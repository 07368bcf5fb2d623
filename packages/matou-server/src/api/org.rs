//! Org configuration endpoints.
//!
//! The organisation document (`org-config.yaml`) names the org, its
//! admins, the credential registry, and the org-owned space ids. Posting
//! it also refreshes the org fields of the identity record so routing
//! picks the space ids up immediately.

use std::fs;

use axum::extract::State;
use axum::Json;
use matou_core::Error;
use serde::{Deserialize, Serialize};
use serde_json::json;

use crate::error::ApiResult;
use crate::state::AppState;

/// One identified party (the org itself, or an admin)
#[derive(Debug, Clone, Serialize, Deserialize)]
#[serde(rename_all = "camelCase")]
pub struct OrgParty {
    pub aid: String,
    pub name: String,
    #[serde(default, skip_serializing_if = "Option::is_none")]
    pub oobi: Option<String>,
}

/// Credential registry reference
#[derive(Debug, Clone, Serialize, Deserialize)]
#[serde(rename_all = "camelCase")]
pub struct OrgRegistry {
    pub id: String,
    pub name: String,
}

/// The persisted org configuration document
#[derive(Debug, Clone, Serialize, Deserialize)]
#[serde(rename_all = "camelCase")]
pub struct OrgConfig {
    pub organization: OrgParty,
    #[serde(default)]
    pub admins: Vec<OrgParty>,
    #[serde(default, skip_serializing_if = "Option::is_none")]
    pub registry: Option<OrgRegistry>,
    #[serde(default, skip_serializing_if = "Option::is_none")]
    pub community_space_id: Option<String>,
    #[serde(default, skip_serializing_if = "Option::is_none")]
    pub read_only_space_id: Option<String>,
    #[serde(default, skip_serializing_if = "Option::is_none")]
    pub admin_space_id: Option<String>,
}

/// GET /org/config
pub async fn get_config(State(state): State<AppState>) -> ApiResult<Json<OrgConfig>> {
    let path = state.org_config_path();
    if !path.exists() {
        return Err(Error::OrgNotConfigured.into());
    }

    let raw = fs::read_to_string(&path)
        .map_err(|e| Error::StorageRead(format!("{}: {}", path.display(), e)))?;
    let config: OrgConfig = serde_yaml::from_str(&raw)
        .map_err(|e| Error::Corrupted(format!("{}: {}", path.display(), e)))?;
    Ok(Json(config))
}

/// POST /org/config
pub async fn set_config(
    State(state): State<AppState>,
    Json(config): Json<OrgConfig>,
) -> ApiResult<Json<serde_json::Value>> {
    if config.organization.aid.is_empty() {
        return Err(Error::InvalidIdentifier("organization.aid is required".into()).into());
    }

    let yaml = serde_yaml::to_string(&config)
        .map_err(|e| Error::Serialization(e.to_string()))?;
    let path = state.org_config_path();
    fs::write(&path, yaml)
        .map_err(|e| Error::StorageWrite(format!("{}: {}", path.display(), e)))?;

    // Routing reads the org space ids off the identity record
    if state.identity().is_configured() {
        state.identity().update(|rec| {
            rec.org_aid = Some(config.organization.aid.clone());
            if config.community_space_id.is_some() {
                rec.community_space_id = config.community_space_id.clone();
            }
            if config.read_only_space_id.is_some() {
                rec.readonly_space_id = config.read_only_space_id.clone();
            }
            if config.admin_space_id.is_some() {
                rec.admin_space_id = config.admin_space_id.clone();
            }
        })?;
    }

    tracing::info!(org = config.organization.aid.as_str(), "Org configuration saved");
    Ok(Json(json!({ "success": true })))
}

/// DELETE /org/config
pub async fn delete_config(State(state): State<AppState>) -> ApiResult<Json<serde_json::Value>> {
    let path = state.org_config_path();
    if path.exists() {
        fs::remove_file(&path)
            .map_err(|e| Error::StorageWrite(format!("{}: {}", path.display(), e)))?;
    }
    Ok(Json(json!({ "success": true })))
}

#[cfg(test)]
mod tests {
    use super::*;

    #[test]
    fn test_org_config_yaml_round_trip() {
        let config = OrgConfig {
            organization: OrgParty {
                aid: "EORG123".into(),
                name: "Example Org".into(),
                oobi: Some("http://keri.example/oobi/EORG123".into()),
            },
            admins: vec![OrgParty {
                aid: "EADMIN1".into(),
                name: "Admin One".into(),
                oobi: None,
            }],
            registry: Some(OrgRegistry {
                id: "EREGISTRY".into(),
                name: "main".into(),
            }),
            community_space_id: Some("ECOMMUNITY".into()),
            read_only_space_id: Some("EREADONLY".into()),
            admin_space_id: None,
        };

        let yaml = serde_yaml::to_string(&config).unwrap();
        let back: OrgConfig = serde_yaml::from_str(&yaml).unwrap();

        assert_eq!(back.organization.aid, "EORG123");
        assert_eq!(back.admins.len(), 1);
        assert_eq!(back.community_space_id.as_deref(), Some("ECOMMUNITY"));
        assert!(back.admin_space_id.is_none());
    }
}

·····

## TASK
Copy out the records above exactly.

## REPLY
repository 07368bcf5fb2d623
filename packages/matou-server/src/api/org.rs
//! Org configuration endpoints.
//!
//! The organisation document (`org-config.yaml`) names the org, its
//! admins, the credential registry, and the org-owned space ids. Posting
//! it also refreshes the org fields of the identity record so routing
//! picks the space ids up immediately.

use std::fs;

use axum::extract::State;
use axum::Json;
use matou_core::Error;
use serde::{Deserialize, Serialize};
use serde_json::json;

use crate::error::ApiResult;
use crate::state::AppState;

/// One identified party (the org itself, or an admin)
#[derive(Debug, Clone, Serialize, Deserialize)]
#[serde(rename_all = "camelCase")]
pub struct OrgParty {
    pub aid: String,
    pub name: String,
    #[serde(default, skip_serializing_if = "Option::is_none")]
    pub oobi: Option<String>,
}

/// Credential registry reference
#[derive(Debug, Clone, Serialize, Deserialize)]
#[serde(rename_all = "camelCase")]
pub struct OrgRegistry {
    pub id: String,
    pub name: String,
}

/// The persisted org configuration document
#[derive(Debug, Clone, Serialize, Deserialize)]
#[serde(rename_all = "camelCase")]
pub struct OrgConfig {
    pub organization: OrgParty,
    #[serde(default)]
    pub admins: Vec<OrgParty>,
    #[serde(default, skip_serializing_if = "Option::is_none")]
    pub registry: Option<OrgRegistry>,
    #[serde(default, skip_serializing_if = "Option::is_none")]
    pub community_space_id: Option<String>,
    #[serde(default, skip_serializing_if = "Option::is_none")]
    pub read_only_space_id: Option<String>,
    #[serde(default, skip_serializing_if = "Option::is_none")]
    pub admin_space_id: Option<String>,
}

/// GET /org/config
pub async fn get_config(State(state): State<AppState>) -> ApiResult<Json<OrgConfig>> {
    let path = state.org_config_path();
    if !path.exists() {
        return Err(Error::OrgNotConfigured.into());
    }

    let raw = fs::read_to_string(&path)
        .map_err(|e| Error::StorageRead(format!("{}: {}", path.display(), e)))?;
    let config: OrgConfig = serde_yaml::from_str(&raw)
        .map_err(|e| Error::Corrupted(format!("{}: {}", path.display(), e)))?;
    Ok(Json(config))
}

/// POST /org/config
pub async fn set_config(
    State(state): State<AppState>,
    Json(config): Json<OrgConfig>,
) -> ApiResult<Json<serde_json::Value>> {
    if config.organization.aid.is_empty() {
        return Err(Error::InvalidIdentifier("organization.aid is required".into()).into());
    }

    let yaml = serde_yaml::to_string(&config)
        .map_err(|e| Error::Serialization(e.to_string()))?;
    let path = state.org_config_path();
    fs::write(&path, yaml)
        .map_err(|e| Error::StorageWrite(format!("{}: {}", path.display(), e)))?;

    // Routing reads the org space ids off the identity record
    if state.identity().is_configured() {
        state.identity().update(|rec| {
            rec.org_aid = Some(config.organization.aid.clone());
            if config.community_space_id.is_some() {
                rec.community_space_id = config.community_space_id.clone();
            }
            if config.read_only_space_id.is_some() {
                rec.readonly_space_id = config.read_only_space_id.clone();
            }
            if config.admin_space_id.is_some() {
                rec.admin_space_id = config.admin_space_id.clone();
            }
        })?;
    }

    tracing::info!(org = config.organization.aid.as_str(), "Org configuration saved");
    Ok(Json(json!({ "success": true })))
}

/// DELETE /org/config
pub async fn delete_config(State(state): State<AppState>) -> ApiResult<Json<serde_json::Value>> {
    let path = state.org_config_path();
    if path.exists() {
        fs::remove_file(&path)
            .map_err(|e| Error::StorageWrite(format!("{}: {}", path.display(), e)))?;
    }
    Ok(Json(json!({ "success": true })))
}

#[cfg(test)]
mod tests {
    use super::*;

    #[test]
    fn test_org_config_yaml_round_trip() {
        let config = OrgConfig {
            organization: OrgParty {
                aid: "EORG123".into(),
                name: "Example Org".into(),
                oobi: Some("http://keri.example/oobi/EORG123".into()),
            },
            admins: vec![OrgParty {
                aid: "EADMIN1".into(),
                name: "Admin One".into(),
                oobi: None,
            }],
            registry: Some(OrgRegistry {
                id: "EREGISTRY".into(),
                name: "main".into(),
            }),
            community_space_id: Some("ECOMMUNITY".into()),
            read_only_space_id: Some("EREADONLY".into()),
            admin_space_id: None,
        };

        let yaml = serde_yaml::to_string(&config).unwrap();
        let back: OrgConfig = serde_yaml::from_str(&yaml).unwrap();

        assert_eq!(back.organization.aid, "EORG123");
        assert_eq!(back.admins.len(), 1);
        assert_eq!(back.community_space_id.as_deref(), Some("ECOMMUNITY"));
        assert!(back.admin_space_id.is_none());
    }
}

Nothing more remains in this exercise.